NPA Bourgogne Franche-Comté
  • DISPARITION DE P. RABHI

    22 décembre 2021

    Avec la déférence que l’on doit envers toute disparition, qu’il nous soit permis cependant d’évoquer de façon critique l’action publique qu’a été celle de l’homme Pierre Rabhi.
    Car, le moins que l’on puisse dire, c’est qu’il y a comme un écart entre son image médiatique soigneusement entretenue et la réalité du personnage et de sa pensée.

    Un premier écart se trouve entre, d’une part, les nombreux titres dont il se parait ou se laissait parer sans les démentir. Et, d’autre part, la véracité de ces auto-promotions. Ainsi de ce titre de « expert international » en questions alimentaires. Alors qu’il n’a jamais fait d’études qui pourraient correspondre à cela et n’a jamais publié d’ouvrage d’agronomie ni d’article scientifique. Idem avec cette anecdotique étiquette de poète dont on l’a affublé alors qu’il n’a écrit aucun recueil de poésie... ou d’ouvrier à la chaîne alors qu’il ne l’a été que quelques mois comme magasinier. Le moins que l’on puisse dire, en tout cas, c’est que son savoir-faire en matière agricole était très limité, s’inspirant de la controversée anthroposophie et fut contesté – notamment par René Dumont qui vint visiter son travail effectué dans les années 80 au Burkina Faso que Rabhi, par la suite, dut quitter précipitamment(1).

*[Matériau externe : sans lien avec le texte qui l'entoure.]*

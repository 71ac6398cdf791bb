// SPDX-License-Identifier: Apache-2.0
// Copyright 2025 itsakeyfut
//
// Licensed under the Apache License, Version 2.0 (the "License");
// you may not use this file except in compliance with the License.
// You may obtain a copy of the License at
//
//     http://www.apache.org/licenses/LICENSE-2.0
//
// Unless required by applicable law or agreed to in writing, software
// distributed under the License is distributed on an "AS IS" BASIS,
// WITHOUT WARRANTIES OR CONDITIONS OF ANY KIND, either express or implied.
// See the License for the specific language governing permissions and
// limitations under the License.

//! Persistence bridge
//!
//! Ties the in-memory filesystem, the durable store and the emulator core
//! together. The bridge moves through these states:
//!
//! ```text
//! Unmounted -> Mounting -> Importing -> Ready <-> Exporting
//! ```
//!
//! Mounting imports the persisted tree and then creates the directory
//! layout, so directories restored from the store are never recreated.
//! Every operation other than [`Bridge::mount`] is refused with
//! [`BridgeError::NotReady`] until the bridge reaches `Ready`.
//!
//! # Example
//!
//! ```
//! use savebridge::core::{Bridge, HeadlessCore, IngestKind, Layout, MemoryStore};
//! use std::sync::Arc;
//!
//! # tokio_test_block(async {
//! let store = Arc::new(MemoryStore::new());
//! let mut bridge = Bridge::new(Layout::default(), store, HeadlessCore::new());
//! bridge.mount().await.unwrap();
//!
//! assert!(bridge.ingest("zelda.gba", &[0u8; 64], IngestKind::Rom).await.unwrap());
//! assert!(bridge.open_game("zelda.gba").unwrap());
//! assert_eq!(bridge.session().unwrap().save_path(), "/data/saves/zelda.sav");
//! # });
//! # fn tokio_test_block<F: std::future::Future>(f: F) -> F::Output {
//! #     tokio::runtime::Builder::new_current_thread().build().unwrap().block_on(f)
//! # }
//! ```

use super::classifier::{IngestKind, CHEATS_EXTENSION};
use super::config::{BridgeConfig, ImportFailurePolicy};
use super::durable::DurableStore;
use super::emulator::{EmulatorCore, MainLoopTiming};
use super::error::{BridgeError, FsError, Result};
use super::layout::{ensure_layout, Directory, Layout};
use super::memfs::MemFs;
use super::router::ContentRouter;
use super::save_state::{resolve_load_flags, resolve_save_flags, SaveStateFlags};
use super::session::{resolve_game_path, GameSession};
use super::sync::{SyncEngine, SyncReport};
use std::fmt;
use std::sync::Arc;

/// Lifecycle state of the bridge
#[derive(Debug, Clone, Copy, PartialEq, Eq)]
pub enum BridgeState {
    Unmounted,
    Mounting,
    Importing,
    Ready,
    Exporting,
}

impl fmt::Display for BridgeState {
    fn fmt(&self, f: &mut fmt::Formatter<'_>) -> fmt::Result {
        let name = match self {
            BridgeState::Unmounted => "unmounted",
            BridgeState::Mounting => "mounting",
            BridgeState::Importing => "importing",
            BridgeState::Ready => "ready",
            BridgeState::Exporting => "exporting",
        };
        f.write_str(name)
    }
}

/// Persistence bridge between an emulator core and a durable store
pub struct Bridge<C: EmulatorCore> {
    state: BridgeState,
    fs: MemFs,
    layout: Layout,
    router: ContentRouter,
    sync: SyncEngine,
    core: C,
    session: Option<GameSession>,
    import_failure: ImportFailurePolicy,
    auto_export: bool,
}

impl<C: EmulatorCore> Bridge<C> {
    /// Create an unmounted bridge with the default policies
    pub fn new(layout: Layout, store: Arc<dyn DurableStore>, core: C) -> Self {
        Self {
            state: BridgeState::Unmounted,
            fs: MemFs::new(),
            router: ContentRouter::new(layout.clone()),
            layout,
            sync: SyncEngine::new(store),
            core,
            session: None,
            import_failure: ImportFailurePolicy::default(),
            auto_export: true,
        }
    }

    /// Create an unmounted bridge from configuration
    ///
    /// # Errors
    ///
    /// Returns `Config` if the configured root is not a usable mount point.
    pub fn from_config(config: &BridgeConfig, store: Arc<dyn DurableStore>, core: C) -> Result<Self> {
        let layout = Layout::new(&config.root)
            .map_err(|e| BridgeError::Config(format!("invalid root: {}", e)))?;
        Ok(Self::new(layout, store, core)
            .with_import_failure(config.import_failure)
            .with_auto_export(config.auto_export))
    }

    pub fn with_import_failure(mut self, policy: ImportFailurePolicy) -> Self {
        self.import_failure = policy;
        self
    }

    /// Export automatically after ingest, save-state and screenshot writes
    pub fn with_auto_export(mut self, enabled: bool) -> Self {
        self.auto_export = enabled;
        self
    }

    pub fn state(&self) -> BridgeState {
        self.state
    }

    pub fn layout(&self) -> &Layout {
        &self.layout
    }

    pub fn fs(&self) -> &MemFs {
        &self.fs
    }

    pub fn core(&self) -> &C {
        &self.core
    }

    /// Currently loaded game, if any
    pub fn session(&self) -> Option<&GameSession> {
        self.session.as_ref()
    }

    /// Nodes written since the last successful export
    pub fn pending_exports(&self) -> usize {
        self.sync.pending(&self.fs)
    }

    /// Core and filesystem together, for core-driven writes
    ///
    /// Call [`Bridge::export`] afterwards to persist what the core wrote.
    pub fn core_and_fs_mut(&mut self) -> Result<(&mut C, &mut MemFs)> {
        self.ensure_ready()?;
        Ok((&mut self.core, &mut self.fs))
    }

    fn ensure_ready(&self) -> Result<()> {
        match self.state {
            // Exporting outside of export() means an export future was dropped
            BridgeState::Ready | BridgeState::Exporting => Ok(()),
            state => Err(BridgeError::NotReady { state }),
        }
    }

    /// Mount the filesystem, import the persisted tree and create the layout
    ///
    /// Calling this on a bridge that is already ready only re-checks the
    /// layout.
    ///
    /// # Errors
    ///
    /// - `Import` if the store cannot be read and the policy is `Abort`
    /// - `Bootstrap` if a layout directory cannot be created
    ///
    /// The bridge is back in `Unmounted` after any error.
    pub async fn mount(&mut self) -> Result<SyncReport> {
        if self.ensure_ready().is_ok() {
            ensure_layout(&mut self.fs, &self.layout)?;
            return Ok(SyncReport::default());
        }

        self.state = BridgeState::Mounting;
        if let Err(e) = self.fs.mount(self.layout.root()) {
            self.state = BridgeState::Unmounted;
            return Err(BridgeError::Bootstrap {
                path: self.layout.root().to_string(),
                source: e,
            });
        }

        self.state = BridgeState::Importing;
        let report = match self.sync.import_from_durable(&mut self.fs).await {
            Ok(report) => report,
            Err(e) => match self.import_failure {
                ImportFailurePolicy::Abort => {
                    log::error!("Import failed: {}", e);
                    self.state = BridgeState::Unmounted;
                    return Err(BridgeError::Import(e));
                }
                ImportFailurePolicy::StartEmpty => {
                    log::warn!("Import failed, starting without persisted data: {}", e);
                    SyncReport::default()
                }
            },
        };

        if let Err(e) = ensure_layout(&mut self.fs, &self.layout) {
            log::error!("Bootstrap failed: {}", e);
            self.state = BridgeState::Unmounted;
            return Err(e);
        }

        self.state = BridgeState::Ready;
        log::info!(
            "Bridge ready at {} ({} entries restored from {})",
            self.layout.root(),
            report.entries,
            self.sync.store().name()
        );
        Ok(report)
    }

    /// Push every change since the last successful export to the store
    ///
    /// # Errors
    ///
    /// Returns `Export` with the store's error. Memory is never rolled
    /// back and the changes stay pending for the next call.
    pub async fn export(&mut self) -> Result<SyncReport> {
        self.ensure_ready()?;
        self.state = BridgeState::Exporting;
        let result = self.sync.export_to_durable(&self.fs).await;
        self.state = BridgeState::Ready;

        result.map_err(|e| {
            log::warn!("Export failed, persisted data may be stale: {}", e);
            BridgeError::Export(e)
        })
    }

    async fn export_if_enabled(&mut self) -> Result<()> {
        if self.auto_export {
            self.export().await?;
        }
        Ok(())
    }

    /// Store an upload in the directory its extension calls for
    ///
    /// Returns `Ok(false)` when the file is refused; nothing is written or
    /// exported then. An export failure after the write is returned as
    /// `Export`; the file stays in memory.
    pub async fn ingest(&mut self, filename: &str, bytes: &[u8], kind: IngestKind) -> Result<bool> {
        self.ensure_ready()?;
        if self.router.place(&mut self.fs, filename, bytes, kind)?.is_none() {
            return Ok(false);
        }
        self.export_if_enabled().await?;
        Ok(true)
    }

    /// Load a game and record its session
    ///
    /// Bare names are looked up in the games directory. When the core
    /// rejects the game the previous session is left as it was.
    pub fn open_game(&mut self, game: &str) -> Result<bool> {
        self.ensure_ready()?;
        let path = resolve_game_path(&self.layout, game);

        if !self.core.load_game(&mut self.fs, &self.layout, &path) {
            log::warn!("Core rejected {}", path);
            return Ok(false);
        }

        let session = GameSession::new(&self.layout, &path);
        log::info!("Opened {} (save file {})", path, session.save_path());
        self.session = Some(session);
        Ok(true)
    }

    /// Write a save-state to `slot`; `None` flags save every component
    pub async fn save_state_slot(&mut self, slot: u32, flags: Option<SaveStateFlags>) -> Result<bool> {
        self.ensure_ready()?;
        if self.session.is_none() {
            return Ok(false);
        }

        let flags = resolve_save_flags(flags);
        if !self.core.save_state(&mut self.fs, slot, flags) {
            return Ok(false);
        }
        self.export_if_enabled().await?;
        Ok(true)
    }

    /// Restore the save-state in `slot`; `None` flags restore everything
    /// except cheats
    pub fn load_state_slot(&mut self, slot: u32, flags: Option<SaveStateFlags>) -> Result<bool> {
        self.ensure_ready()?;
        if self.session.is_none() {
            return Ok(false);
        }
        Ok(self.core.load_state(&mut self.fs, slot, resolve_load_flags(flags)))
    }

    /// Contents of the loaded game's save file
    pub fn save_data(&self) -> Result<Option<Vec<u8>>> {
        self.ensure_ready()?;
        Ok(self
            .session
            .as_ref()
            .and_then(|s| self.fs.read_file(s.save_path()).ok())
            .map(<[u8]>::to_vec))
    }

    /// Sorted file names in one of the layout directories
    pub fn list(&self, dir: Directory) -> Result<Vec<String>> {
        self.ensure_ready()?;
        Ok(self.fs.read_dir(&self.layout.dir(dir))?)
    }

    pub fn list_games(&self) -> Result<Vec<String>> {
        self.list(Directory::Games)
    }

    pub fn list_saves(&self) -> Result<Vec<String>> {
        self.list(Directory::Saves)
    }

    pub fn list_states(&self) -> Result<Vec<String>> {
        self.list(Directory::States)
    }

    pub fn list_cheats(&self) -> Result<Vec<String>> {
        self.list(Directory::Cheats)
    }

    pub fn list_screenshots(&self) -> Result<Vec<String>> {
        self.list(Directory::Screenshots)
    }

    fn next_screenshot_name(&self, base: &str, extension: &str) -> String {
        (0u32..)
            .map(|n| format!("{}-{}.{}", base, n, extension))
            .find(|name| !self.fs.exists(&self.layout.file(Directory::Screenshots, name)))
            .unwrap_or_else(|| format!("{}.{}", base, extension))
    }

    /// Save the current frame to the screenshots directory
    ///
    /// An empty `name` picks the next free `<game>-<n>.<ext>`. Returns the
    /// path written, or `None` without a loaded game or a frame.
    pub async fn screenshot(&mut self, name: &str) -> Result<Option<String>> {
        self.ensure_ready()?;
        let Some(session) = &self.session else {
            return Ok(None);
        };
        if name.contains('/') {
            return Err(FsError::InvalidPath(name.to_string()).into());
        }

        let filename = if name.is_empty() {
            self.next_screenshot_name(session.base_name(), self.core.screenshot_extension())
        } else {
            name.to_string()
        };

        let Some(image) = self.core.take_screenshot() else {
            return Ok(None);
        };

        let path = self.layout.file(Directory::Screenshots, &filename);
        self.fs.write_file(&path, &image)?;
        log::info!("Screenshot saved to {}", path);

        self.export_if_enabled().await?;
        Ok(Some(path))
    }

    /// Load `<cheats>/<game>.cheats` into the core
    pub fn auto_load_cheats(&mut self) -> Result<bool> {
        self.ensure_ready()?;
        let Some(session) = &self.session else {
            return Ok(false);
        };
        let path = self.layout.file(
            Directory::Cheats,
            &format!("{}.{}", session.base_name(), CHEATS_EXTENSION),
        );
        Ok(self.core.load_cheats(&self.fs, &path))
    }

    /// Unload the game and forget its session
    pub fn quit_game(&mut self) -> Result<()> {
        self.ensure_ready()?;
        self.core.quit();
        if let Some(session) = self.session.take() {
            log::info!("Closed {}", session.game_path());
        }
        Ok(())
    }

    pub fn pause(&mut self) -> Result<()> {
        self.ensure_ready()?;
        self.core.pause();
        Ok(())
    }

    pub fn resume(&mut self) -> Result<()> {
        self.ensure_ready()?;
        self.core.resume();
        Ok(())
    }

    /// Reset the loaded game
    pub fn reload(&mut self) -> Result<()> {
        self.ensure_ready()?;
        self.core.reset();
        Ok(())
    }

    pub fn volume(&self) -> Result<f32> {
        self.ensure_ready()?;
        Ok(self.core.volume())
    }

    pub fn set_volume(&mut self, volume: f32) -> Result<()> {
        self.ensure_ready()?;
        self.core.set_volume(volume);
        Ok(())
    }

    pub fn main_loop_timing(&self) -> Result<MainLoopTiming> {
        self.ensure_ready()?;
        Ok(self.core.main_loop_timing())
    }

    pub fn set_main_loop_timing(&mut self, timing: MainLoopTiming) -> Result<()> {
        self.ensure_ready()?;
        log::debug!("Main loop timing: {} {}", timing.mode, timing.value);
        self.core.set_main_loop_timing(timing);
        Ok(())
    }

    pub fn fast_forward(&self) -> Result<u32> {
        self.ensure_ready()?;
        Ok(self.core.fast_forward())
    }

    pub fn set_fast_forward(&mut self, multiplier: i32) -> Result<()> {
        self.ensure_ready()?;
        self.core.set_fast_forward(multiplier);
        Ok(())
    }
}

#[cfg(test)]
mod tests;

    Un deuxième écart, c’est celui entre l’affichage d’un style de vie simple avec tenue vestimentaire rustique, sandales, natte pour dormir et promotion de la pauvreté, terme changé par la suite en « sobriété heureuse ». Comparé à la réalité de ses revenus : une enquête de journaliste en 2018 nous apprenait qu’il avait touché en 10 ans, 500000 Euros de droits d’auteur et qu’il facturait cher les nombreuses conférences qu’il donnait(2). Ce qui lui faisait dans les années 2000/2010 entre 7 et 10000 Euros par mois. Ceci sans reverser un seul centime à ses deux associations, Terre et Humanisme et Colibris. Association Colibris pour laquelle 4000 donateurs versent, eux, entre 5 et 10 Euros par mois. Associations pour lesquelles viennent travailler bénévolement de nombreux sympathisants, moyennant le gîte et le couvert. Le tout avec l’assistante personnelle de P. Rabhi rémunérée par les fonds de ces associations et non sur ses revenus à lui...

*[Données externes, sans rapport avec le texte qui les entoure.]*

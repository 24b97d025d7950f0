//! CLI entry point for the bridge graph generator.
//!
//! Usage:
//!   bridge-graph dot [<puzzle.json>] [options]
//!   bridge-graph trace --stdin [options]
//!   bridge-graph json [<puzzle.json>] [options]
//!   bridge-graph summary [<puzzle.json>] [options]
//!
//! Without a file or --stdin the classic four-person puzzle is used.
//!
//! Options:
//!   --time-limit <n>      Override the puzzle's time limit
//!   --policy <policy>     restricted (default) or permissive
//!   --log-file <path>     Write verbose progress messages to a file

use std::fs;
use std::io::{self, BufWriter, Read, Write};
use std::path::PathBuf;
use std::process::ExitCode;

use clap::{Args, Parser, Subcommand};
use serde::Serialize;

use bridge_graph::logger::{
    flush_global_logger, init_global_logger, log_verbose_error, log_verbose_message,
};
use bridge_graph::{
    explore, render_dot, render_json, render_trace, AppError, MovePolicy, Puzzle, PuzzleConfig,
    WalkReport, Walker,
};

#[derive(Parser)]
#[command(name = "bridge-graph")]
#[command(about = "State-transition graph generator for the bridge and torch puzzle")]
#[command(version)]
struct Cli {
    #[command(subcommand)]
    command: Commands,
}

#[derive(Subcommand)]
enum Commands {
    /// Print the state graph in Graphviz DOT format
    Dot(InputArgs),
    /// Print an indented, human-readable trace of every transition
    Trace(InputArgs),
    /// Print one JSON object per transition
    Json(InputArgs),
    /// Walk the graph and print counts as JSON; exits 1 when unsolvable
    Summary(InputArgs),
}

#[derive(Args)]
struct InputArgs {
    /// Path to puzzle JSON file
    #[arg(value_name = "FILE")]
    file: Option<PathBuf>,

    /// Read puzzle from stdin instead of file
    #[arg(long, conflicts_with = "file")]
    stdin: bool,

    /// Override the time limit, in minutes
    #[arg(long)]
    time_limit: Option<u32>,

    /// Which moves the walk follows
    #[arg(long, value_enum)]
    policy: Option<MovePolicy>,

    /// Write verbose progress messages to this file
    #[arg(long, value_name = "PATH")]
    log_file: Option<PathBuf>,
}

/// Output format for the summary command
#[derive(Debug, Serialize)]
#[serde(rename_all = "camelCase")]
struct SummaryOutput {
    solvable: bool,
    time_limit: u32,
    policy: MovePolicy,
    transitions: usize,
    victories: usize,
    exceeded: usize,
    dead_ends: usize,
    max_depth: usize,
    #[serde(skip_serializing_if = "Option::is_none")]
    first_victory_time: Option<u64>,
    time_elapsed_ms: u64,
}

fn main() -> ExitCode {
    let cli = Cli::parse();

    let result = match cli.command {
        Commands::Dot(input) => run_render(&input, |out, puzzle| {
            render_dot(out, puzzle, Walker::new(puzzle))
        }),
        Commands::Trace(input) => run_render(&input, |out, puzzle| {
            render_trace(out, puzzle, Walker::new(puzzle))
        }),
        Commands::Json(input) => run_render(&input, |out, puzzle| {
            render_json(out, puzzle, Walker::new(puzzle))
        }),
        Commands::Summary(input) => run_summary(&input),
    };

    let code = match result {
        Ok(true) => ExitCode::SUCCESS,
        Ok(false) => ExitCode::FAILURE,
        Err(e) => {
            log_verbose_error(&e.to_string());
            eprintln!("Error: {}", e);
            ExitCode::from(2)
        }
    };
    flush_global_logger();
    code
}

/// Read, override and validate the puzzle named by the arguments.
fn load_puzzle(input: &InputArgs) -> Result<Puzzle, AppError> {
    if let Some(path) = &input.log_file {
        init_global_logger(path)?;
    }

    let mut config = if input.stdin {
        let mut buffer = String::new();
        io::stdin().read_to_string(&mut buffer)?;
        log_verbose_message("Loaded puzzle from stdin");
        PuzzleConfig::from_json(&buffer)?
    } else if let Some(path) = &input.file {
        let json = fs::read_to_string(path)?;
        log_verbose_message(&format!("Loaded puzzle from {}", path.display()));
        PuzzleConfig::from_json(&json)?
    } else {
        log_verbose_message("Using the built-in puzzle");
        PuzzleConfig::default()
    };

    if let Some(time_limit) = input.time_limit {
        config.time_limit = time_limit;
    }
    if let Some(policy) = input.policy {
        config.policy = policy;
    }

    let puzzle = Puzzle::from_config(&config)?;
    log_verbose_message(&format!(
        "Puzzle: {} actors, time limit {}min, {:?} policy",
        puzzle.roster.len(),
        puzzle.time_limit,
        puzzle.policy
    ));
    Ok(puzzle)
}

fn run_render<F>(input: &InputArgs, render: F) -> Result<bool, AppError>
where
    F: FnOnce(&mut BufWriter<io::StdoutLock<'static>>, &Puzzle) -> io::Result<()>,
{
    let puzzle = load_puzzle(input)?;
    let mut out = BufWriter::new(io::stdout().lock());
    render(&mut out, &puzzle)?;
    out.flush()?;
    log_verbose_message("Rendering finished");
    Ok(true)
}

fn run_summary(input: &InputArgs) -> Result<bool, AppError> {
    let puzzle = load_puzzle(input)?;
    let report = explore(&puzzle);
    log_verbose_message(&format!(
        "Walk finished: {} transitions, {} victories, {} exceeded, {} dead ends in {}ms",
        report.stats.transitions,
        report.stats.victories,
        report.stats.exceeded,
        report.stats.dead_ends,
        report.time_elapsed_ms
    ));

    let output = format_report(&puzzle, &report);
    println!("{}", serde_json::to_string_pretty(&output)?);
    Ok(report.solvable())
}

fn format_report(puzzle: &Puzzle, report: &WalkReport) -> SummaryOutput {
    SummaryOutput {
        solvable: report.solvable(),
        time_limit: puzzle.time_limit,
        policy: puzzle.policy,
        transitions: report.stats.transitions,
        victories: report.stats.victories,
        exceeded: report.stats.exceeded,
        dead_ends: report.stats.dead_ends,
        max_depth: report.stats.max_depth,
        first_victory_time: report.first_victory_time,
        time_elapsed_ms: report.time_elapsed_ms,
    }
}
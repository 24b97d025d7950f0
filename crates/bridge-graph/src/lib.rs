//! State-transition graph generator for the bridge and torch puzzle.
//!
//! Actors with fixed crossing times must all get from the start bank to the
//! end bank, at most two at a time, always carrying the single light, within
//! a time limit. This crate enumerates every reachable state and every move
//! between them, marking victories and states past the limit, and renders
//! the result as a trace, JSON lines, or a Graphviz graph.

pub mod error;
pub mod executor;
pub mod logger;
pub mod moves;
pub mod puzzle;
pub mod render;
pub mod state;
pub mod walker;

// Re-export main types
pub use error::{AppError, ConfigError, MoveError};
pub use executor::{execute, replay};
pub use moves::{generate_candidate_moves, is_allowed, legal_moves, MoveList};
pub use puzzle::{
    Actor, ActorConfig, ActorId, ActorSet, Location, MovePolicy, PlaceNames, Puzzle, PuzzleConfig,
    Roster,
};
pub use render::{render_dot, render_json, render_trace};
pub use state::{Group, Move, State};
pub use walker::{explore, max_path_length, Outcome, Transition, WalkReport, WalkStats, Walker};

    Enfin, un écart plus fondamental chez P. Rabhi, c’est celui entre certaines prises de position radicales, par exemple contre « les salopards qui font du profit et se foutent de l’avenir », face auxquels on se sent « obligé de prendre le maquis » en appelant à « l’insurrection des consciences ». Et une pratique très consensuelle qui ne dérange aucun gros intérêt en place. Dans un rapport d’activité de l’association Colibris, il est traité de la création d’un « laboratoire des entrepreneurs Colibris » où « On peut réunir un PDG, un associatif, une mère de famille, un agriculteur, un élu, un artiste, et ils s’organisent pour trouver des solutions qu’ils n’auraient jamais imaginées seuls ». Et c’est ainsi que Rabhi a toujours fréquenté des grands patrons comme Faber de Danone, Jean-Pierre Petit de McDonald’s ou le milliardaire J.A. Granjon(3). Certains versent des sommes à ses associations ou ont carrément aidé à leur création. Rabhi est allé à l’université d’été du MEDEF, a rencontré Macron en campagne en 2017 tandis que S. Royal lui avait remis la légion d’honneur... On peut ajouter à la liste de ces rebelles prêts à prendre le maquis un Stéphane Le Foll, une Anne Hidalgo, une Françoise Nyssen, ex-ministre sous Macron, tout comme Nicolas Hulot...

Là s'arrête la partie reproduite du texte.